== Work order ==
For the data below, give the number of lines that include the word "loop" and nothing else.

(Collected data entries)
use std::time::{Duration, Instant};

use glam::Vec3;
use parking_lot::Mutex;

use super::error::TrackingError;
use super::source::{DeviceId, SourceConfig, TrackedSource};

/// Receipt for a registered source.
#[derive(Debug, Clone, PartialEq, Eq, Hash)]
pub struct SourceHandle {
    device_id: DeviceId,
}

impl SourceHandle {
    pub fn device_id(&self) -> &DeviceId {
        &self.device_id
    }
}

/// Result of fusing every tracked source.
#[derive(Debug, Copy, Clone, PartialEq)]
pub struct FusedEye {
    /// Per-axis weighted mean of the contributing eye positions.
    pub position: Vec3,

    /// Number of sources that contributed.
    pub contributors: usize,
}

/// Thread-safe registry of tracking sources.
///
/// Every read or write of source state, and the whole of `fuse`, runs under a
/// single mutex, so a fused result never mixes fields from before and after
/// one source's update.
#[derive(Debug, Default)]
pub struct EyePositionAggregator {
    sources: Mutex<Vec<TrackedSource>>,
    stale_after: Option<Duration>,
}

impl EyePositionAggregator {
    pub fn new() -> Self {
        Self::default()
    }

    /// Sources whose last eye sample is older than `stale_after` are treated as lost.
    pub fn with_staleness(stale_after: Option<Duration>) -> Self {
        Self {
            sources: Mutex::new(Vec::new()),
            stale_after,
        }
    }

    pub fn stale_after(&self) -> Option<Duration> {
        self.stale_after
    }

    pub fn register(&self, config: SourceConfig) -> Result<SourceHandle, TrackingError> {
        let mut sources = self.sources.lock();
        if sources.iter().any(|s| *s.device_id() == config.device_id) {
            return Err(TrackingError::DuplicateDevice(config.device_id.to_string()));
        }

        let handle = SourceHandle { device_id: config.device_id.clone() };
        sources.push(TrackedSource::new(config));
        drop(sources);

        log::debug!("registered tracking source `{}`", handle.device_id);
        Ok(handle)
    }

    pub fn unregister(&self, device_id: &str) -> Result<TrackedSource, TrackingError> {
        let mut sources = self.sources.lock();
        let index = position_of(&sources, device_id)?;
        Ok(sources.remove(index))
    }

    /// Runs `f` on one source while holding the registry lock.
    pub fn update<R>(
        &self,
        device_id: &str,
        f: impl FnOnce(&mut TrackedSource) -> R,
    ) -> Result<R, TrackingError> {
        let mut sources = self.sources.lock();
        let index = position_of(&sources, device_id)?;
        Ok(f(&mut sources[index]))
    }

    /// Copy of one source's state.
    pub fn snapshot(&self, device_id: &str) -> Result<TrackedSource, TrackingError> {
        let sources = self.sources.lock();
        let index = position_of(&sources, device_id)?;
        Ok(sources[index].clone())
    }

    pub fn contains(&self, device_id: &str) -> bool {
        self.sources.lock().iter().any(|s| s.device_id().as_str() == device_id)
    }

    pub fn len(&self) -> usize {
        self.sources.lock().len()
    }

    pub fn is_empty(&self) -> bool {
        self.len() == 0
    }

    pub fn tracked_count(&self) -> usize {
        self.sources.lock().iter().filter(|s| s.is_tracked()).count()
    }

    /// Fused eye position, or `None` when no source is tracked.
    pub fn fuse(&self) -> Option<FusedEye> {
        self.fuse_at(Instant::now())
    }

    /// `fuse` evaluated against an explicit clock reading.
    pub fn fuse_at(&self, now: Instant) -> Option<FusedEye> {
        let mut sources = self.sources.lock();

        let mut sum = Vec3::ZERO;
        let mut weights = Vec3::ZERO;
        let mut contributors = 0;
        let mut expired = Vec::new();

        for source in sources.iter_mut() {
            if !source.is_tracked() {
                continue;
            }
            if self.is_stale(source, now) {
                source.set_tracked(false);
                expired.push(source.device_id().clone());
                continue;
            }

            // Uniform for now; the per-axis division below already handles other weights.
            let weight = Vec3::ONE;
            sum += weight * source.world_eye_position();
            weights += weight;
            contributors += 1;
        }
        drop(sources);

        // Logging may block on stderr; never under the lock.
        for device_id in &expired {
            log::info!("tracking source `{device_id}` expired");
        }

        if contributors == 0 {
            return None;
        }

        Some(FusedEye {
            position: sum / weights,
            contributors,
        })
    }

    fn is_stale(&self, source: &TrackedSource, now: Instant) -> bool {
        match (self.stale_after, source.last_sample()) {
            (Some(limit), Some(at)) => now.saturating_duration_since(at) > limit,
            _ => false,
        }
    }
}

fn position_of(sources: &[TrackedSource], device_id: &str) -> Result<usize, TrackingError> {
    sources
        .iter()
        .position(|s| s.device_id().as_str() == device_id)
        .ok_or_else(|| TrackingError::UnknownDevice(device_id.to_string()))
}

#[cfg(test)]
mod tests {
    use super::*;
    use approx::assert_abs_diff_eq;

    fn aggregator(ids: &[&str]) -> EyePositionAggregator {
        let agg = EyePositionAggregator::new();
        for id in ids {
            agg.register(SourceConfig::new(*id)).unwrap();
        }
        agg
    }

    fn track(agg: &EyePositionAggregator, id: &str, p: Vec3) {
        agg.update(id, |s| s.set_eye_position(p)).unwrap();
    }

    // ── registry ──────────────────────────────────────────────────────────

    #[test]
    fn register_returns_handle_for_device() {
        let agg = EyePositionAggregator::new();
        let handle = agg.register(SourceConfig::new("phone")).unwrap();
        assert_eq!(handle.device_id().as_str(), "phone");
        assert_eq!(agg.len(), 1);
    }

    #[test]
    fn duplicate_registration_is_rejected() {
        let agg = aggregator(&["a"]);
        assert_eq!(
            agg.register(SourceConfig::new("a")),
            Err(TrackingError::DuplicateDevice("a".into()))
        );
        assert_eq!(agg.len(), 1);
    }

    #[test]
    fn update_of_unknown_device_fails() {
        let agg = aggregator(&["a"]);
        let err = agg.update("ghost", |s| s.set_tracked(true)).unwrap_err();
        assert_eq!(err, TrackingError::UnknownDevice("ghost".into()));
        assert!(!agg.snapshot("a").unwrap().is_tracked());
    }

    #[test]
    fn unregister_removes_source() {
        let agg = aggregator(&["a", "b"]);
        let removed = agg.unregister("a").unwrap();
        assert_eq!(removed.device_id().as_str(), "a");
        assert!(!agg.contains("a"));
        assert!(agg.contains("b"));
        assert!(agg.unregister("a").is_err());
    }

    // ── fusion ────────────────────────────────────────────────────────────

    #[test]
    fn nothing_tracked_fuses_to_none() {
        let agg = aggregator(&["a", "b"]);
        assert_eq!(agg.fuse(), None);
        assert_eq!(EyePositionAggregator::new().fuse(), None);
    }

    #[test]
    fn fusion_is_arithmetic_mean() {
        let agg = aggregator(&["a", "b", "c"]);
        track(&agg, "a", Vec3::new(0.0, 3.0, 9.0));
        track(&agg, "b", Vec3::new(6.0, 0.0, 0.0));
        track(&agg, "c", Vec3::new(3.0, 6.0, 3.0));

        let fused = agg.fuse().unwrap();
        assert_eq!(fused.contributors, 3);
        assert_abs_diff_eq!(fused.position, Vec3::new(3.0, 3.0, 4.0), epsilon = 1e-5);
    }

    #[test]
    fn untracked_source_never_contributes() {
        let agg = aggregator(&["a", "b"]);
        track(&agg, "a", Vec3::new(10.0, 10.0, 10.0));
        track(&agg, "b", Vec3::new(1.0e6, -1.0e6, 1.0e6));
        agg.update("b", |s| s.set_tracked(false)).unwrap();

        let fused = agg.fuse().unwrap();
        assert_eq!(fused.contributors, 1);
        assert_eq!(fused.position, Vec3::new(10.0, 10.0, 10.0));
        assert_eq!(agg.tracked_count(), 1);
    }

    #[test]
    fn lost_then_fuse_follows_remaining_source() {
        let agg = aggregator(&["a", "b"]);
        track(&agg, "a", Vec3::new(100.0, 10.0, 0.0));
        track(&agg, "b", Vec3::new(100.0, -10.0, 0.0));
        assert_eq!(agg.fuse().unwrap().position, Vec3::new(100.0, 0.0, 0.0));

        agg.update("a", |s| s.set_tracked(false)).unwrap();
        assert_eq!(agg.fuse().unwrap().position, Vec3::new(100.0, -10.0, 0.0));
    }

    // ── staleness ─────────────────────────────────────────────────────────

    #[test]
    fn without_policy_sources_never_expire() {
        let agg = aggregator(&["a"]);
        track(&agg, "a", Vec3::X);
        let much_later = Instant::now() + Duration::from_secs(3600);
        assert!(agg.fuse_at(much_later).is_some());
    }

    #[test]
    fn stale_source_is_dropped_and_marked_lost() {
        let agg = EyePositionAggregator::with_staleness(Some(Duration::from_millis(500)));
        agg.register(SourceConfig::new("a")).unwrap();
        agg.register(SourceConfig::new("b")).unwrap();

        let t0 = Instant::now();
        agg.update("a", |s| s.set_eye_position_at(Vec3::X, t0)).unwrap();
        agg.update("b", |s| s.set_eye_position_at(Vec3::Y, t0 + Duration::from_secs(2))).unwrap();

        let fused = agg.fuse_at(t0 + Duration::from_secs(2)).unwrap();
        assert_eq!(fused.contributors, 1);
        assert_eq!(fused.position, Vec3::Y);
        assert!(!agg.snapshot("a").unwrap().is_tracked());
    }

    #[test]
    fn fresh_sample_revives_expired_source() {
        let agg = EyePositionAggregator::with_staleness(Some(Duration::from_millis(100)));
        agg.register(SourceConfig::new("a")).unwrap();
        let t0 = Instant::now();
        agg.update("a", |s| s.set_eye_position_at(Vec3::X, t0)).unwrap();
        assert!(agg.fuse_at(t0 + Duration::from_secs(1)).is_none());

        agg.update("a", |s| s.set_eye_position_at(Vec3::Z, t0 + Duration::from_secs(1))).unwrap();
        assert_eq!(agg.fuse_at(t0 + Duration::from_secs(1)).unwrap().position, Vec3::Z);
    }
}
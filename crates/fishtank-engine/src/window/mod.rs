//! Window and runtime loop.
//!
//! Owns the `winit` event loop and window, and wires them to the GPU layer.

mod runtime;

pub use runtime::{Runtime, RuntimeConfig, RuntimeCtx};
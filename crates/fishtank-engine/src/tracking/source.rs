use std::borrow::Borrow;
use std::fmt;
use std::time::Instant;

use glam::Vec3;

use crate::coords::{Rotator, Transform};

/// Opaque tracker identifier, as carried in the ingest address.
#[derive(Debug, Clone, PartialEq, Eq, Hash, PartialOrd, Ord)]
pub struct DeviceId(String);

impl DeviceId {
    pub fn new(id: impl Into<String>) -> Self {
        Self(id.into())
    }

    pub fn as_str(&self) -> &str {
        &self.0
    }
}

impl fmt::Display for DeviceId {
    fn fmt(&self, f: &mut fmt::Formatter<'_>) -> fmt::Result {
        f.write_str(&self.0)
    }
}

impl Borrow<str> for DeviceId {
    fn borrow(&self) -> &str {
        &self.0
    }
}

impl From<&str> for DeviceId {
    fn from(s: &str) -> Self {
        Self(s.to_string())
    }
}

impl From<String> for DeviceId {
    fn from(s: String) -> Self {
        Self(s)
    }
}

/// Registration parameters for one tracker.
#[derive(Debug, Clone, PartialEq)]
pub struct SourceConfig {
    pub device_id: DeviceId,

    /// Where the tracking device sits in the world.
    pub location: Vec3,

    /// World heading of the device in degrees. Gravity samples cannot observe it.
    pub yaw: f32,
}

impl SourceConfig {
    pub fn new(device_id: impl Into<DeviceId>) -> Self {
        Self {
            device_id: device_id.into(),
            location: Vec3::ZERO,
            yaw: 0.0,
        }
    }

    pub fn location(mut self, location: Vec3) -> Self {
        self.location = location;
        self
    }

    pub fn yaw(mut self, yaw: f32) -> Self {
        self.yaw = yaw;
        self
    }
}

/// Last known state of one tracking device.
///
/// Plain data; synchronization is the aggregator's job.
#[derive(Debug, Clone)]
pub struct TrackedSource {
    device_id: DeviceId,
    location: Vec3,
    rotation: Rotator,
    gravity: Vec3,
    eye_position: Vec3,
    tracked: bool,
    last_sample: Option<Instant>,
}

impl TrackedSource {
    pub fn new(config: SourceConfig) -> Self {
        Self {
            device_id: config.device_id,
            location: config.location,
            rotation: Rotator::from_yaw(config.yaw),
            gravity: Vec3::ZERO,
            eye_position: Vec3::ZERO,
            tracked: false,
            last_sample: None,
        }
    }

    pub fn device_id(&self) -> &DeviceId {
        &self.device_id
    }

    /// Current device pose in the world.
    pub fn transform(&self) -> Transform {
        Transform::from_rotator(self.rotation, self.location)
    }

    pub fn rotation(&self) -> Rotator {
        self.rotation
    }

    /// Last gravity sample, in the device's own frame.
    pub fn orientation_bias(&self) -> Vec3 {
        self.gravity
    }

    /// Levels the device from a gravity sample ("down" in the device frame).
    ///
    /// Only roll and pitch are observable from gravity; yaw and location are kept.
    pub fn set_orientation(&mut self, gravity: Vec3) {
        let (roll, pitch) = roll_pitch_from_gravity(gravity);
        self.gravity = gravity;
        self.rotation.roll = roll;
        self.rotation.pitch = pitch;
    }

    /// Stores a device-local eye sample as a world position and marks the source tracked.
    pub fn set_eye_position(&mut self, local: Vec3) {
        self.set_eye_position_at(local, Instant::now());
    }

    pub(crate) fn set_eye_position_at(&mut self, local: Vec3, at: Instant) {
        self.eye_position = self.transform().transform_point(local);
        self.tracked = true;
        self.last_sample = Some(at);
    }

    pub fn set_tracked(&mut self, tracked: bool) {
        self.tracked = tracked;
    }

    pub fn is_tracked(&self) -> bool {
        self.tracked
    }

    /// Meaningless unless `is_tracked()`.
    pub fn world_eye_position(&self) -> Vec3 {
        self.eye_position
    }

    /// When the last eye sample arrived.
    pub fn last_sample(&self) -> Option<Instant> {
        self.last_sample
    }
}

/// Returns `(roll, pitch)` in degrees.
fn roll_pitch_from_gravity(g: Vec3) -> (f32, f32) {
    let roll = (-g.y).atan2(g.z).to_degrees();
    let pitch = g.x.atan2((g.y * g.y + g.z * g.z).sqrt()).to_degrees();
    (roll, pitch)
}

#[cfg(test)]
mod tests {
    use super::*;
    use approx::assert_abs_diff_eq;

    fn source() -> TrackedSource {
        TrackedSource::new(SourceConfig::new("1"))
    }

    // ── orientation ───────────────────────────────────────────────────────

    #[test]
    fn gravity_straight_down_is_level() {
        let mut s = source();
        s.set_orientation(Vec3::new(0.0, 0.0, 1.0));
        assert_abs_diff_eq!(s.rotation().roll, 0.0);
        assert_abs_diff_eq!(s.rotation().pitch, 0.0);
    }

    #[test]
    fn gravity_along_y_rolls_minus_ninety() {
        let mut s = source();
        s.set_orientation(Vec3::new(0.0, 1.0, 0.0));
        assert_abs_diff_eq!(s.rotation().roll, -90.0, epsilon = 1e-4);
        assert_abs_diff_eq!(s.rotation().pitch, 0.0, epsilon = 1e-4);
    }

    #[test]
    fn gravity_along_x_pitches_ninety() {
        let mut s = source();
        s.set_orientation(Vec3::new(1.0, 0.0, 0.0));
        assert_abs_diff_eq!(s.rotation().pitch, 90.0, epsilon = 1e-4);
    }

    #[test]
    fn gravity_keeps_yaw_and_location() {
        let mut s = TrackedSource::new(SourceConfig::new("1").yaw(30.0).location(Vec3::new(1.0, 2.0, 3.0)));
        s.set_orientation(Vec3::new(0.3, -0.2, 0.9));
        assert_eq!(s.rotation().yaw, 30.0);
        assert_eq!(s.transform().translation, Vec3::new(1.0, 2.0, 3.0));
        assert_eq!(s.orientation_bias(), Vec3::new(0.3, -0.2, 0.9));
    }

    #[test]
    fn gravity_does_not_touch_tracked_flag() {
        let mut s = source();
        s.set_orientation(Vec3::Z);
        assert!(!s.is_tracked());
    }

    // ── eye position ──────────────────────────────────────────────────────

    #[test]
    fn eye_sample_marks_tracked() {
        let mut s = source();
        s.set_eye_position(Vec3::new(-50.0, 0.0, 10.0));
        assert!(s.is_tracked());
        assert!(s.last_sample().is_some());
        assert_eq!(s.world_eye_position(), Vec3::new(-50.0, 0.0, 10.0));
    }

    #[test]
    fn eye_sample_uses_device_placement() {
        let mut s = TrackedSource::new(SourceConfig::new("1").location(Vec3::new(100.0, 0.0, 20.0)).yaw(180.0));
        s.set_eye_position(Vec3::new(40.0, 0.0, 5.0));
        assert_abs_diff_eq!(s.world_eye_position(), Vec3::new(60.0, 0.0, 25.0), epsilon = 1e-4);
    }

    #[test]
    fn eye_sample_uses_latest_orientation() {
        let mut s = source();
        // Device pitched 90° up: its local forward now points at world up.
        s.set_orientation(Vec3::new(1.0, 0.0, 0.0));
        s.set_eye_position(Vec3::new(10.0, 0.0, 0.0));
        assert_abs_diff_eq!(s.world_eye_position(), Vec3::new(0.0, 0.0, 10.0), epsilon = 1e-4);
    }

    #[test]
    fn lost_clears_tracked_but_keeps_position() {
        let mut s = source();
        s.set_eye_position(Vec3::ONE);
        s.set_tracked(false);
        assert!(!s.is_tracked());
        assert_eq!(s.world_eye_position(), Vec3::ONE);
    }
}
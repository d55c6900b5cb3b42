use std::time::Duration;

use anyhow::ensure;
use glam::Vec3;

use crate::coords::Transform;
use crate::ingest::IngestConfig;
use crate::projection::TopEdge;
use crate::tracking::SourceConfig;

/// Everything a virtual window session needs to start.
///
/// Lengths are centimetres; `window_width`/`window_height` are the physical
/// size of the screen and are divided by `real_virtual_rate` before use.
#[derive(Debug, Clone)]
pub struct VirtualWindowConfig {
    pub enabled: bool,
    pub window_width: f32,
    pub window_height: f32,
    pub real_virtual_rate: f32,
    /// World pose of the window's bottom-centre.
    pub window_transform: Transform,
    pub top_edge: TopEdge,
    pub stale_after: Option<Duration>,
    pub ingest: IngestConfig,
    pub sources: Vec<SourceConfig>,
}

impl Default for VirtualWindowConfig {
    fn default() -> Self {
        Self {
            enabled: true,
            window_width: 68.5,
            window_height: 38.58,
            real_virtual_rate: 1.0,
            window_transform: Transform::from_translation(Vec3::new(100.0, 0.0, 0.0)),
            top_edge: TopEdge::default(),
            stale_after: None,
            ingest: IngestConfig::default(),
            sources: Vec::new(),
        }
    }
}

impl VirtualWindowConfig {
    pub fn enabled(mut self, enabled: bool) -> Self {
        self.enabled = enabled;
        self
    }

    pub fn window_size(mut self, width: f32, height: f32) -> Self {
        self.window_width = width;
        self.window_height = height;
        self
    }

    pub fn real_virtual_rate(mut self, rate: f32) -> Self {
        self.real_virtual_rate = rate;
        self
    }

    pub fn window_transform(mut self, transform: Transform) -> Self {
        self.window_transform = transform;
        self
    }

    pub fn top_edge(mut self, top_edge: TopEdge) -> Self {
        self.top_edge = top_edge;
        self
    }

    pub fn stale_after(mut self, stale_after: Option<Duration>) -> Self {
        self.stale_after = stale_after;
        self
    }

    pub fn ingest(mut self, ingest: IngestConfig) -> Self {
        self.ingest = ingest;
        self
    }

    pub fn source(mut self, source: SourceConfig) -> Self {
        self.sources.push(source);
        self
    }

    /// Window size in world units.
    pub fn virtual_size(&self) -> (f32, f32) {
        (
            self.window_width / self.real_virtual_rate,
            self.window_height / self.real_virtual_rate,
        )
    }

    pub fn validate(&self) -> anyhow::Result<()> {
        ensure!(
            self.window_width.is_finite() && self.window_width > 0.0,
            "window width must be positive, got {}",
            self.window_width
        );
        ensure!(
            self.window_height.is_finite() && self.window_height > 0.0,
            "window height must be positive, got {}",
            self.window_height
        );
        ensure!(
            self.real_virtual_rate.is_finite() && self.real_virtual_rate > 0.0,
            "real/virtual rate must be positive, got {}",
            self.real_virtual_rate
        );
        ensure!(self.window_transform.is_finite(), "window transform is not finite");
        for source in &self.sources {
            ensure!(
                source.location.is_finite() && source.yaw.is_finite(),
                "placement of tracking device `{}` is not finite",
                source.device_id
            );
        }
        Ok(())
    }
}

#[cfg(test)]
mod tests {
    use super::*;

    #[test]
    fn defaults_describe_a_small_monitor() {
        let config = VirtualWindowConfig::default();
        assert!(config.enabled);
        assert_eq!(config.virtual_size(), (68.5, 38.58));
        assert_eq!(config.window_transform.translation, Vec3::new(100.0, 0.0, 0.0));
        assert_eq!(config.stale_after, None);
        assert!(config.validate().is_ok());
    }

    #[test]
    fn rate_scales_virtual_size() {
        let config = VirtualWindowConfig::default().window_size(100.0, 50.0).real_virtual_rate(2.0);
        assert_eq!(config.virtual_size(), (50.0, 25.0));
    }

    #[test]
    fn rejects_non_positive_dimensions() {
        assert!(VirtualWindowConfig::default().window_size(0.0, 10.0).validate().is_err());
        assert!(VirtualWindowConfig::default().window_size(10.0, -1.0).validate().is_err());
        assert!(VirtualWindowConfig::default().real_virtual_rate(0.0).validate().is_err());
        assert!(VirtualWindowConfig::default().real_virtual_rate(f32::NAN).validate().is_err());
    }

    #[test]
    fn rejects_non_finite_source_placement() {
        let config = VirtualWindowConfig::default()
            .source(SourceConfig::new("1").location(Vec3::new(f32::INFINITY, 0.0, 0.0)));
        assert!(config.validate().is_err());
    }
}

== Solution to this problem ==
2